Hannes VietzenPhilippe L FurlanoJan J CornelissenGeorg A BöhmigPeter JakschElisabeth Puchhammer-Stöckl
Published in: Blood (2022)
Primary Epstein-Barr virus (EBV) infections may cause infectious mononucleosis (IM), while EBV-reactivations in solid-organ (SOT) and hematopoietic stem cell transplant (HSCT) recipients are associated with post-transplantation lymphoproliferative disorders (PTLD). It is still unclear, why only a minority of primary EBV-infected individuals develop IM, and why only some patients progress to EBV+PTLD post-transplantation. We now investigated, whether non-classical HLA-E-restricted immune responses have a significant impact on the development of EBV-diseases in the individual host. Based on a large study cohort of 1404 patients and controls as well as on functional natural killer (NK) and CD8+ T cell analyses, we could demonstrate that the highly expressed HLA-E*0103/0103 genotype is protective against IM, due to the induction of potent EBV BZLF1-specific HLA-E-restricted CD8+ T cell responses, which efficiently prevent the in vitro viral dissemination.
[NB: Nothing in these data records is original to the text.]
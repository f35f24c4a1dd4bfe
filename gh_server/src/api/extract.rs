//! Typed request decoding with declarative validation.
//!
//! [`ValidatedJson`] decodes the JSON body into the target shape, runs its
//! post-decode normalization hook, then applies the shape's `validator`
//! rules. Endpoints describe their constraints on the request type; nothing
//! enforces them by hand.

use axum::extract::{FromRequest, Request};
use axum::http::StatusCode;
use axum::Json;
use serde::de::DeserializeOwned;
use validator::Validate;

use super::error::ApiError;

/// Post-decode normalization hook, run before validation. The default does
/// nothing; implement it to canonicalize fields (e.g. lowercasing emails).
pub trait Normalize {
    fn normalize(&mut self) {}
}

/// JSON body extractor that yields a decoded, normalized, validated value.
///
/// Rejections:
/// - malformed JSON or wrong shape: 400 `{"message": "invalid request body"}`
/// - failed validation rules: 400 with per-field `errors`
#[derive(Debug)]
pub struct ValidatedJson<T>(pub T);

impl<S, T> FromRequest<S> for ValidatedJson<T>
where
    S: Send + Sync,
    T: DeserializeOwned + Normalize + Validate,
{
    type Rejection = ApiError;

    async fn from_request(req: Request, state: &S) -> Result<Self, Self::Rejection> {
        let Json(mut value) = Json::<T>::from_request(req, state)
            .await
            .map_err(|_| ApiError::client(StatusCode::BAD_REQUEST, "invalid request body"))?;

        value.normalize();
        value.validate()?;

        Ok(ValidatedJson(value))
    }
}
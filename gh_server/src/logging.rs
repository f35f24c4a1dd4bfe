//! Structured logging configuration.

use tracing_subscriber::{layer::SubscriberExt, util::SubscriberInitExt, EnvFilter};

/// Initialize structured logging.
///
/// Log levels are configurable via the `RUST_LOG` environment variable;
/// noisy dependency targets default to `warn`.
pub fn init() {
    let env_filter = EnvFilter::try_from_default_env()
        .unwrap_or_else(|_| EnvFilter::new("info,sqlx=warn,hyper=warn"));

    let fmt_layer = tracing_subscriber::fmt::layer().with_target(true);

    tracing_subscriber::registry()
        .with(env_filter)
        .with(fmt_layer)
        .init();
}
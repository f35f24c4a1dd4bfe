//! Revocation store contract and implementations.
//!
//! The token service only needs two capabilities from its backing store:
//! fetch a value by key and write a value with a TTL. That contract is the
//! [`RevocationStore`] trait; the redis-backed [`RedisCache`] is the
//! production implementation and [`MemoryStore`] serves tests and local
//! development.

use async_trait::async_trait;
use std::collections::HashMap;
use std::time::Duration;
use thiserror::Error;

pub mod memory;
pub mod redis;

pub use memory::MemoryStore;
pub use redis::RedisCache;

/// Revocation store errors
#[derive(Debug, Error)]
pub enum CacheError {
    /// Underlying redis command or connection failure
    #[error("redis error: {0}")]
    Redis(#[from] ::redis::RedisError),
}

/// Capability contract for the token blacklist.
///
/// `get` distinguishes "key absent" (`Ok(None)`) from a transport failure
/// (`Err`); callers decide how to treat the latter.
#[async_trait]
pub trait RevocationStore: Send + Sync {
    /// Fetch the value stored under `key`, if any.
    async fn get(&self, key: &str) -> Result<Option<String>, CacheError>;

    /// Store `value` under `key`, expiring after `ttl`.
    async fn set(&self, key: &str, value: &str, ttl: Duration) -> Result<(), CacheError>;

    /// Report backend status for the health endpoint.
    async fn health(&self) -> HashMap<String, String>;
}
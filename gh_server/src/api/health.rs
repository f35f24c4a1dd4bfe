//! Health check endpoint for monitoring and load balancers.

use axum::extract::State;
use axum::Json;
use serde::Serialize;
use std::collections::HashMap;

use super::AppState;

/// Per-component status report
#[derive(Debug, Serialize)]
pub struct HealthResponse {
    pub database: HashMap<String, String>,
    pub redis: HashMap<String, String>,
}

/// Report the status of the backing stores.
///
/// Always answers 200; consumers inspect the per-component `status` fields.
pub async fn health(State(state): State<AppState>) -> Json<HealthResponse> {
    let (database, redis) = tokio::join!(state.db.health(), state.cache.health());
    Json(HealthResponse { database, redis })
}
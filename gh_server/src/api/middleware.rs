//! Authentication middleware for protected endpoints.
//!
//! Extracts the access token from the `Authorization: Bearer <token>`
//! header, validates it (signature, expiry, kind, blacklist), and injects
//! the authenticated user id into request extensions for downstream
//! handlers.

use axum::extract::{Request, State};
use axum::middleware::Next;
use axum::response::Response;

use super::auth::bearer_token;
use super::error::ApiError;
use super::AppState;

/// Authenticated user id, available to handlers behind [`require_auth`]
/// via `Extension<CurrentUser>`.
#[derive(Debug, Clone)]
pub struct CurrentUser(pub String);

/// Reject requests without a valid access token.
///
/// - missing or malformed header: 401
/// - invalid, expired, wrong-kind, or revoked token: 401
pub async fn require_auth(
    State(state): State<AppState>,
    mut request: Request,
    next: Next,
) -> Result<Response, ApiError> {
    let token =
        bearer_token(request.headers()).ok_or_else(|| ApiError::unauthorized("unauthorized"))?;

    let user_id = state
        .tokens
        .validate_access(token)
        .await
        .map_err(|_| ApiError::unauthorized("unauthorized"))?;

    request.extensions_mut().insert(CurrentUser(user_id));
    Ok(next.run(request).await)
}
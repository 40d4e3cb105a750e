//! Error types for the `slidereel` crate.
//!
//! This module defines [`SlideReelError`], the unified error type returned by
//! every fallible operation, and [`ErrorKind`], the closed taxonomy callers
//! match on to decide what to tell the user. Errors carry the file path and
//! stage that failed so a front end can act on them without extra logging.

use std::{
    fmt::{Display, Formatter, Result as FmtResult},
    io::Error as IoError,
    path::PathBuf,
};

use ffmpeg_next::Error as FfmpegError;
use thiserror::Error;

/// The unified error type for all `slidereel` operations.
///
/// Every public method that can fail returns `Result<T, SlideReelError>`.
/// Use [`kind`](SlideReelError::kind) to classify an error without matching
/// on every variant.
#[derive(Debug, Error)]
#[non_exhaustive]
pub enum SlideReelError {
    /// A per-image duration or frame rate cannot produce at least one frame.
    #[error("Invalid duration: {reason}")]
    InvalidDuration {
        /// What was wrong with the requested timing.
        reason: String,
    },

    /// The request did not contain any images.
    #[error("No images were supplied")]
    EmptyImageSet,

    /// An image could not be opened, decoded, or has an unsupported format.
    #[error("Unreadable image {path}: {reason}")]
    UnreadableImage {
        /// The offending image file.
        path: PathBuf,
        /// Underlying reason the image was rejected.
        reason: String,
    },

    /// The output location cannot be written to.
    #[error("Cannot write output to {path}: {reason}")]
    UnwritableOutputPath {
        /// The requested output path.
        path: PathBuf,
        /// Underlying reason the location was rejected.
        reason: String,
    },

    /// The video stream could not be encoded or written.
    #[error("Video encoding error: {0}")]
    EncodingError(String),

    /// The audio track could not be opened, decoded, or has an unsupported format.
    #[error("Unreadable audio {path}: {reason}")]
    UnreadableAudio {
        /// The offending audio file.
        path: PathBuf,
        /// Underlying reason the audio was rejected.
        reason: String,
    },

    /// Combining the audio track with the video stream failed.
    #[error("Failed to mux audio into video: {0}")]
    MuxError(String),

    /// The run was stopped through a [`CancellationToken`](crate::CancellationToken).
    #[error("Render cancelled")]
    Cancelled,

    /// An error originating from the FFmpeg libraries outside a specific stage.
    #[error("FFmpeg error: {0}")]
    Ffmpeg(String),

    /// An I/O error occurred while handling output or temporary files.
    #[error("I/O error: {0}")]
    Io(#[from] IoError),
}

impl SlideReelError {
    /// Classify this error into the closed [`ErrorKind`] taxonomy.
    ///
    /// FFmpeg and I/O failures that escape a specific stage are reported as
    /// [`ErrorKind::EncodingError`].
    pub fn kind(&self) -> ErrorKind {
        match self {
            SlideReelError::InvalidDuration { .. } => ErrorKind::InvalidDuration,
            SlideReelError::EmptyImageSet => ErrorKind::EmptyImageSet,
            SlideReelError::UnreadableImage { .. } => ErrorKind::UnreadableImage,
            SlideReelError::UnwritableOutputPath { .. } => ErrorKind::UnwritableOutputPath,
            SlideReelError::EncodingError(_)
            | SlideReelError::Ffmpeg(_)
            | SlideReelError::Io(_) => ErrorKind::EncodingError,
            SlideReelError::UnreadableAudio { .. } => ErrorKind::UnreadableAudio,
            SlideReelError::MuxError(_) => ErrorKind::MuxError,
            SlideReelError::Cancelled => ErrorKind::Cancelled,
        }
    }

    /// Returns `true` if the run stopped because the user asked it to.
    pub fn is_cancelled(&self) -> bool {
        matches!(self, SlideReelError::Cancelled)
    }

    pub(crate) fn invalid_duration(reason: impl Into<String>) -> Self {
        SlideReelError::InvalidDuration {
            reason: reason.into(),
        }
    }

    pub(crate) fn unreadable_image(path: impl Into<PathBuf>, reason: impl Display) -> Self {
        SlideReelError::UnreadableImage {
            path: path.into(),
            reason: reason.to_string(),
        }
    }

    pub(crate) fn unreadable_audio(path: impl Into<PathBuf>, reason: impl Display) -> Self {
        SlideReelError::UnreadableAudio {
            path: path.into(),
            reason: reason.to_string(),
        }
    }

    pub(crate) fn unwritable_output(path: impl Into<PathBuf>, reason: impl Display) -> Self {
        SlideReelError::UnwritableOutputPath {
            path: path.into(),
            reason: reason.to_string(),
        }
    }
}

impl From<FfmpegError> for SlideReelError {
    fn from(error: FfmpegError) -> Self {
        SlideReelError::Ffmpeg(error.to_string())
    }
}

/// The closed set of failure kinds a render can end with.
///
/// [`Cancelled`](ErrorKind::Cancelled) is reported through the same channel
/// as real failures so callers can tell a user-initiated stop from a defect.
#[derive(Debug, Clone, Copy, PartialEq, Eq, Hash)]
pub enum ErrorKind {
    /// Timing parameters cannot produce a valid timeline.
    InvalidDuration,
    /// No images were supplied.
    EmptyImageSet,
    /// An image could not be read.
    UnreadableImage,
    /// The output location is not writable.
    UnwritableOutputPath,
    /// Video encoding or writing failed.
    EncodingError,
    /// The audio track could not be read.
    UnreadableAudio,
    /// Muxing audio with video failed.
    MuxError,
    /// The run was cancelled.
    Cancelled,
}

impl Display for ErrorKind {
    fn fmt(&self, f: &mut Formatter<'_>) -> FmtResult {
        let name = match self {
            ErrorKind::InvalidDuration => "invalid-duration",
            ErrorKind::EmptyImageSet => "empty-image-set",
            ErrorKind::UnreadableImage => "unreadable-image",
            ErrorKind::UnwritableOutputPath => "unwritable-output-path",
            ErrorKind::EncodingError => "encoding-error",
            ErrorKind::UnreadableAudio => "unreadable-audio",
            ErrorKind::MuxError => "mux-error",
            ErrorKind::Cancelled => "cancelled",
        };
        f.write_str(name)
    }
}
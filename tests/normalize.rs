//! Frame normalizer integration tests.
//!
//! Fixture images are generated into a temporary directory per test.

mod common;

use slidereel::{
    Canvas, CanvasPolicy, ErrorKind, FitPolicy, FrameNormalizer, ImageFormat, ImageSet,
    ImageSource, Mode, SlideReelError,
};

use common::{close_to, write_image};

const RED: [u8; 3] = [220, 40, 40];
const GREEN: [u8; 3] = [40, 200, 60];
const BLUE: [u8; 3] = [0, 0, 255];

// ── Image sets ─────────────────────────────────────────────────────

#[test]
fn image_set_keeps_insertion_order() {
    let dir = tempfile::tempdir().unwrap();
    let b = write_image(&dir.path().join("b.png"), 4, 4, RED);
    let a = write_image(&dir.path().join("a.png"), 4, 4, GREEN);

    let set = ImageSet::new([&b, &a]).unwrap();
    assert_eq!(set.len(), 2);
    assert_eq!(set.sources()[0].path(), b.as_path());
    assert_eq!(set.sources()[1].path(), a.as_path());
}

#[test]
fn empty_image_set_is_rejected() {
    let err = ImageSet::new(Vec::<std::path::PathBuf>::new()).unwrap_err();
    assert!(matches!(err, SlideReelError::EmptyImageSet));
}

#[test]
fn unsupported_extension_is_rejected() {
    let dir = tempfile::tempdir().unwrap();
    let path = dir.path().join("anim.gif");
    std::fs::write(&path, b"GIF89a").unwrap();

    let err = ImageSource::new(&path).unwrap_err();
    assert_eq!(err.kind(), ErrorKind::UnreadableImage);
    assert!(err.to_string().contains("anim.gif"));
}

#[test]
fn missing_image_is_rejected() {
    let dir = tempfile::tempdir().unwrap();
    let err = ImageSource::new(dir.path().join("missing.jpg")).unwrap_err();
    assert_eq!(err.kind(), ErrorKind::UnreadableImage);
}

#[test]
fn formats_detected_from_extension() {
    assert_eq!(ImageFormat::from_path("a.PNG"), Some(ImageFormat::Png));
    assert_eq!(ImageFormat::from_path("b.jpeg"), Some(ImageFormat::Jpeg));
    assert_eq!(ImageFormat::from_path("c.JPG"), Some(ImageFormat::Jpeg));
    assert_eq!(ImageFormat::from_path("d.bmp"), Some(ImageFormat::Bmp));
    assert_eq!(ImageFormat::from_path("e.webp"), None);
}

#[test]
fn directory_listing_is_sorted_and_filtered() {
    let dir = tempfile::tempdir().unwrap();
    write_image(&dir.path().join("b.png"), 4, 4, RED);
    write_image(&dir.path().join("a.jpg"), 4, 4, GREEN);
    write_image(&dir.path().join("c.bmp"), 4, 4, BLUE);
    std::fs::write(dir.path().join("notes.txt"), "not an image").unwrap();

    let set = ImageSet::from_directory(dir.path()).unwrap();
    let names: Vec<_> = set
        .sources()
        .iter()
        .map(|source| source.path().file_name().unwrap().to_string_lossy().into_owned())
        .collect();
    assert_eq!(names, ["a.jpg", "b.png", "c.bmp"]);
    assert_eq!(set.sources()[0].format(), ImageFormat::Jpeg);
}

#[test]
fn directory_without_images_is_empty_set() {
    let dir = tempfile::tempdir().unwrap();
    std::fs::write(dir.path().join("readme.md"), "# nothing").unwrap();
    let err = ImageSet::from_directory(dir.path()).unwrap_err();
    assert!(matches!(err, SlideReelError::EmptyImageSet));
}

// ── Canvas ─────────────────────────────────────────────────────────

#[test]
fn canvas_from_first_image_is_even() {
    let dir = tempfile::tempdir().unwrap();
    let first = write_image(&dir.path().join("1.png"), 101, 57, RED);
    let second = write_image(&dir.path().join("2.png"), 300, 300, GREEN);
    let set = ImageSet::new([first, second]).unwrap();

    let canvas = Canvas::derive(CanvasPolicy::FirstImage, set.sources(), Mode::Shorts).unwrap();
    assert_eq!(canvas, Canvas { width: 100, height: 56 });
}

#[test]
fn canvas_from_largest_dimensions() {
    let dir = tempfile::tempdir().unwrap();
    let wide = write_image(&dir.path().join("wide.png"), 40, 30, RED);
    let tall = write_image(&dir.path().join("tall.png"), 20, 60, GREEN);
    let set = ImageSet::new([wide, tall]).unwrap();

    let canvas =
        Canvas::derive(CanvasPolicy::LargestImage, set.sources(), Mode::regular(1.0)).unwrap();
    assert_eq!(canvas, Canvas { width: 40, height: 60 });
}

#[test]
fn canvas_presets_follow_mode() {
    let dir = tempfile::tempdir().unwrap();
    let image = write_image(&dir.path().join("x.png"), 8, 8, RED);
    let set = ImageSet::new([image]).unwrap();

    let shorts = Canvas::derive(CanvasPolicy::ModePreset, set.sources(), Mode::Shorts).unwrap();
    assert_eq!(shorts.to_string(), "1080x1920");
    let regular =
        Canvas::derive(CanvasPolicy::ModePreset, set.sources(), Mode::regular(2.0)).unwrap();
    assert_eq!(regular.to_string(), "1920x1080");

    let fixed = Canvas::derive(
        CanvasPolicy::Fixed {
            width: 33,
            height: 33,
        },
        set.sources(),
        Mode::Shorts,
    )
    .unwrap();
    assert_eq!(fixed, Canvas::new(32, 32));
}

// ── Fit policies ───────────────────────────────────────────────────

#[test]
fn letterbox_pads_with_background() {
    let dir = tempfile::tempdir().unwrap();
    let source = ImageSource::new(write_image(&dir.path().join("w.png"), 100, 50, RED)).unwrap();

    let frame = FrameNormalizer::new(Canvas::new(100, 100), FitPolicy::Letterbox)
        .with_background(BLUE)
        .normalize(&source)
        .unwrap();

    assert_eq!(frame.image.dimensions(), (100, 100));
    assert_eq!(frame.image.get_pixel(50, 5).0, BLUE);
    assert_eq!(frame.image.get_pixel(50, 95).0, BLUE);
    assert_eq!(frame.image.get_pixel(50, 50).0, RED);
    assert_eq!(frame.source, source.path());
}

#[test]
fn blurred_background_fills_bars_with_image() {
    let dir = tempfile::tempdir().unwrap();
    let source = ImageSource::new(write_image(&dir.path().join("t.png"), 50, 100, GREEN)).unwrap();

    let frame = FrameNormalizer::new(Canvas::new(100, 100), FitPolicy::BlurredBackground)
        .normalize(&source)
        .unwrap();

    assert!(close_to(frame.image.get_pixel(2, 50), GREEN, 3));
    assert!(close_to(frame.image.get_pixel(50, 50), GREEN, 0));
}

#[test]
fn stretch_ignores_aspect_ratio() {
    let dir = tempfile::tempdir().unwrap();
    let source = ImageSource::new(write_image(&dir.path().join("s.png"), 50, 100, RED)).unwrap();

    let frame = FrameNormalizer::new(Canvas::new(120, 60), FitPolicy::Stretch)
        .normalize(&source)
        .unwrap();

    assert_eq!(frame.image.dimensions(), (120, 60));
    for (x, y) in [(0, 0), (119, 0), (60, 30), (0, 59), (119, 59)] {
        assert!(close_to(frame.image.get_pixel(x, y), RED, 2), "({x}, {y})");
    }
}

#[test]
fn every_policy_produces_canvas_sized_frames() {
    let dir = tempfile::tempdir().unwrap();
    let sizes = [(10, 10), (64, 16), (16, 64), (31, 17)];
    let paths: Vec<_> = sizes
        .iter()
        .enumerate()
        .map(|(i, &(w, h))| write_image(&dir.path().join(format!("{i}.bmp")), w, h, RED))
        .collect();
    let set = ImageSet::new(paths).unwrap();
    let canvas = Canvas::new(48, 36);

    for fit in [FitPolicy::Letterbox, FitPolicy::BlurredBackground, FitPolicy::Stretch] {
        let normalizer = FrameNormalizer::new(canvas, fit);
        for frame in normalizer.stream(set.sources()) {
            assert_eq!(frame.unwrap().image.dimensions(), (48, 36), "{fit:?}");
        }
    }
}

#[test]
fn jpeg_inputs_are_decoded() {
    let dir = tempfile::tempdir().unwrap();
    let source = ImageSource::new(write_image(&dir.path().join("p.jpg"), 40, 20, GREEN)).unwrap();
    let frame = FrameNormalizer::new(Canvas::new(40, 20), FitPolicy::Letterbox)
        .normalize(&source)
        .unwrap();
    assert!(close_to(frame.image.get_pixel(20, 10), GREEN, 12));
}

// ── Streaming ──────────────────────────────────────────────────────

#[test]
fn stream_is_ordered_and_exact_size() {
    let dir = tempfile::tempdir().unwrap();
    let paths = common::write_images(dir.path(), 3, 8, 8);
    let set = ImageSet::new(paths.clone()).unwrap();
    let normalizer = FrameNormalizer::new(Canvas::new(8, 8), FitPolicy::Letterbox);

    let stream = normalizer.stream(set.sources());
    assert_eq!(stream.len(), 3);
    let sources: Vec<_> = stream.map(|frame| frame.unwrap().source).collect();
    assert_eq!(sources, paths);
}

#[test]
fn corrupt_image_fails_on_decode() {
    let dir = tempfile::tempdir().unwrap();
    let path = dir.path().join("broken.png");
    std::fs::write(&path, b"definitely not a png").unwrap();

    // Existence and extension pass; content is only checked when decoded.
    let source = ImageSource::new(&path).unwrap();
    let err = FrameNormalizer::new(Canvas::new(8, 8), FitPolicy::Letterbox)
        .normalize(&source)
        .unwrap_err();
    assert_eq!(err.kind(), ErrorKind::UnreadableImage);
    assert_eq!(source.dimensions().unwrap_err().kind(), ErrorKind::UnreadableImage);
}
//! Inspection of rendered artifacts.
//!
//! [`ArtifactProbe`] opens a finished video, reads its stream parameters and
//! walks every packet once, so the reported counts and durations describe what
//! was actually written rather than what the container header claims.
//! [`decode_frames`] goes one step further and decodes every video frame back
//! to RGB, which is how the test suite checks pixel content.
//!
//! # Example
//!
//! ```no_run
//! use slidereel::ArtifactProbe;
//!
//! let info = ArtifactProbe::probe("slideshow.mp4")?;
//! println!("{}x{} @ {} fps, {} frames", info.width, info.height, info.frame_rate, info.video_packets);
//! if let Some(audio) = &info.audio {
//!     println!("audio: {:?} at {} Hz", audio.duration, audio.sample_rate);
//! }
//! # Ok::<(), slidereel::SlideReelError>(())
//! ```

use std::path::{Path, PathBuf};
use std::time::Duration;

use ffmpeg_next::codec::context::Context as CodecContext;
use ffmpeg_next::format::Pixel;
use ffmpeg_next::format::context::Input;
use ffmpeg_next::frame::Video as VideoFrame;
use ffmpeg_next::media::Type;
use ffmpeg_next::software::scaling::{Context as ScalingContext, Flags as ScalingFlags};
use ffmpeg_next::{Packet, Rational};
use image::RgbImage;

use crate::conversion::{frame_to_buffer, pts_to_seconds};
use crate::error::SlideReelError;
use crate::ffmpeg::is_drained;

/// What a rendered file contains.
#[derive(Debug, Clone, PartialEq)]
pub struct ArtifactInfo {
    /// The probed file.
    pub path: PathBuf,
    /// Container format name reported by FFmpeg.
    pub format: String,
    /// Video frame width in pixels.
    pub width: u32,
    /// Video frame height in pixels.
    pub height: u32,
    /// Average frame rate of the video stream.
    pub frame_rate: f64,
    /// Video packets found in the file. Every packet holds one frame.
    pub video_packets: u64,
    /// End of the last video packet.
    pub video_duration: Duration,
    /// Duration stored in the container header.
    pub container_duration: Duration,
    /// Video codec name.
    pub video_codec: String,
    /// The audio stream, if the file has one.
    pub audio: Option<AudioStreamInfo>,
}

impl ArtifactInfo {
    /// Returns `true` if the file has an audio stream.
    pub fn has_audio(&self) -> bool {
        self.audio.is_some()
    }
}

/// The audio stream of a rendered file.
#[derive(Debug, Clone, PartialEq)]
pub struct AudioStreamInfo {
    /// Sample rate in Hz.
    pub sample_rate: u32,
    /// Number of channels.
    pub channels: u32,
    /// Audio codec name.
    pub codec: String,
    /// Audio packets found in the file.
    pub packets: u64,
    /// End of the last audio packet.
    pub duration: Duration,
}

/// Reads stream metadata and packet statistics from a rendered file.
pub struct ArtifactProbe;

impl ArtifactProbe {
    /// Probe `path`.
    ///
    /// # Errors
    ///
    /// [`SlideReelError::Ffmpeg`] if the file cannot be opened, has no video
    /// stream, or a stream cannot be read.
    pub fn probe<P: AsRef<Path>>(path: P) -> Result<ArtifactInfo, SlideReelError> {
        let path = path.as_ref();
        let mut input = open(path)?;

        let video_index = input
            .streams()
            .best(Type::Video)
            .map(|stream| stream.index())
            .ok_or_else(|| SlideReelError::Ffmpeg(format!("{} has no video stream", path.display())))?;
        let audio_index = input.streams().best(Type::Audio).map(|stream| stream.index());

        let container_duration = match input.duration() {
            micros if micros > 0 => Duration::from_micros(micros as u64),
            _ => Duration::ZERO,
        };
        let format = input.format().name().to_string();

        let (width, height, frame_rate, video_codec, video_time_base) = {
            let stream = input
                .stream(video_index)
                .ok_or_else(|| SlideReelError::Ffmpeg("video stream vanished".to_string()))?;
            let decoder = CodecContext::from_parameters(stream.parameters())?
                .decoder()
                .video()?;
            let rate = stream.avg_frame_rate();
            let frame_rate = if rate.denominator() != 0 {
                rate.numerator() as f64 / rate.denominator() as f64
            } else {
                0.0
            };
            let codec = decoder
                .codec()
                .map(|codec| codec.name().to_string())
                .unwrap_or_else(|| "unknown".to_string());
            (decoder.width(), decoder.height(), frame_rate, codec, stream.time_base())
        };

        let audio = match audio_index {
            Some(index) => {
                let stream = input
                    .stream(index)
                    .ok_or_else(|| SlideReelError::Ffmpeg("audio stream vanished".to_string()))?;
                let decoder = CodecContext::from_parameters(stream.parameters())?
                    .decoder()
                    .audio()?;
                let codec = decoder
                    .codec()
                    .map(|codec| codec.name().to_string())
                    .unwrap_or_else(|| "unknown".to_string());
                Some((
                    index,
                    stream.time_base(),
                    decoder.rate(),
                    decoder.ch_layout().channels(),
                    codec,
                ))
            }
            None => None,
        };

        let mut video = PacketStats::default();
        let mut audio_stats = PacketStats::default();
        for (stream, packet) in input.packets() {
            if stream.index() == video_index {
                video.record(&packet, video_time_base);
            } else if let Some((index, time_base, ..)) = &audio
                && stream.index() == *index
            {
                audio_stats.record(&packet, *time_base);
            }
        }

        log::debug!(
            "Probed {}: {} video packets, audio: {}",
            path.display(),
            video.packets,
            audio.is_some(),
        );

        Ok(ArtifactInfo {
            path: path.to_path_buf(),
            format,
            width,
            height,
            frame_rate,
            video_packets: video.packets,
            video_duration: video.duration(),
            container_duration,
            video_codec,
            audio: audio.map(|(_, _, sample_rate, channels, codec)| AudioStreamInfo {
                sample_rate,
                channels,
                codec,
                packets: audio_stats.packets,
                duration: audio_stats.duration(),
            }),
        })
    }
}

#[derive(Default)]
struct PacketStats {
    packets: u64,
    end_seconds: f64,
}

impl PacketStats {
    fn record(&mut self, packet: &Packet, time_base: Rational) {
        self.packets += 1;
        if let Some(pts) = packet.pts() {
            let end = pts_to_seconds(pts + packet.duration(), time_base);
            self.end_seconds = self.end_seconds.max(end);
        }
    }

    fn duration(&self) -> Duration {
        Duration::from_secs_f64(self.end_seconds.max(0.0))
    }
}

/// Decode every video frame of `path` to RGB, in presentation order.
///
/// Intended for verifying small outputs; every frame is held in memory.
///
/// # Errors
///
/// [`SlideReelError::Ffmpeg`] if the file cannot be opened or decoded.
pub fn decode_frames<P: AsRef<Path>>(path: P) -> Result<Vec<RgbImage>, SlideReelError> {
    let path = path.as_ref();
    let mut input = open(path)?;

    let stream = input
        .streams()
        .best(Type::Video)
        .ok_or_else(|| SlideReelError::Ffmpeg(format!("{} has no video stream", path.display())))?;
    let video_index = stream.index();
    let mut decoder = CodecContext::from_parameters(stream.parameters())?
        .decoder()
        .video()?;

    let (width, height) = (decoder.width(), decoder.height());
    let mut scaler = ScalingContext::get(
        decoder.format(),
        width,
        height,
        Pixel::RGB24,
        width,
        height,
        ScalingFlags::BILINEAR,
    )?;

    let mut images = Vec::new();
    let mut decoded = VideoFrame::empty();
    let mut rgb = VideoFrame::empty();
    let mut collect = |decoded: &VideoFrame| -> Result<(), SlideReelError> {
        scaler.run(decoded, &mut rgb)?;
        let buffer = frame_to_buffer(&rgb, width, height, 3);
        let image = RgbImage::from_raw(width, height, buffer).ok_or_else(|| {
            SlideReelError::Ffmpeg("decoded frame has an unexpected size".to_string())
        })?;
        images.push(image);
        Ok(())
    };

    for (stream, packet) in input.packets() {
        if stream.index() != video_index {
            continue;
        }
        decoder.send_packet(&packet)?;
        loop {
            match decoder.receive_frame(&mut decoded) {
                Ok(()) => collect(&decoded)?,
                Err(e) if is_drained(&e) => break,
                Err(e) => return Err(e.into()),
            }
        }
    }

    decoder.send_eof()?;
    loop {
        match decoder.receive_frame(&mut decoded) {
            Ok(()) => collect(&decoded)?,
            Err(e) if is_drained(&e) => break,
            Err(e) => return Err(e.into()),
        }
    }

    Ok(images)
}

fn open(path: &Path) -> Result<Input, SlideReelError> {
    crate::ffmpeg::initialize()?;
    ffmpeg_next::format::input(&path)
        .map_err(|e| SlideReelError::Ffmpeg(format!("cannot open {}: {e}", path.display())))
}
Furthermore, we provide evidence that the risk of symptomatic EBV-reactivations in immunocompetent individuals as well as in immunocompromised transplant recipients depends on variations in the inhibitory NKG2A/LMP-1/HLA-E axis. We show that EBV-strains encoding for the specific LMP-1 peptide variants GDPHLPTL or GGDPPLPTL, presented by HLA-E, elicit strong inhibitory NKG2A+ NK and CD8+ T cell responses. The presence of EBV-strains encoding for both peptides was highly associated with symptomatic EBV-reactivations. The further progression to EBV+PTLD was highly associated with the presence of both peptide-encoding EBV-strains and the expression of HLA-E*0103/0103 in the host. Thus, HLA-E-restricted immune responses and the NKG2A/LMP-1/HLA-E axis are novel predictive markers for EBV+PTLD in transplant recipients and should be considered for future EBV vaccine design.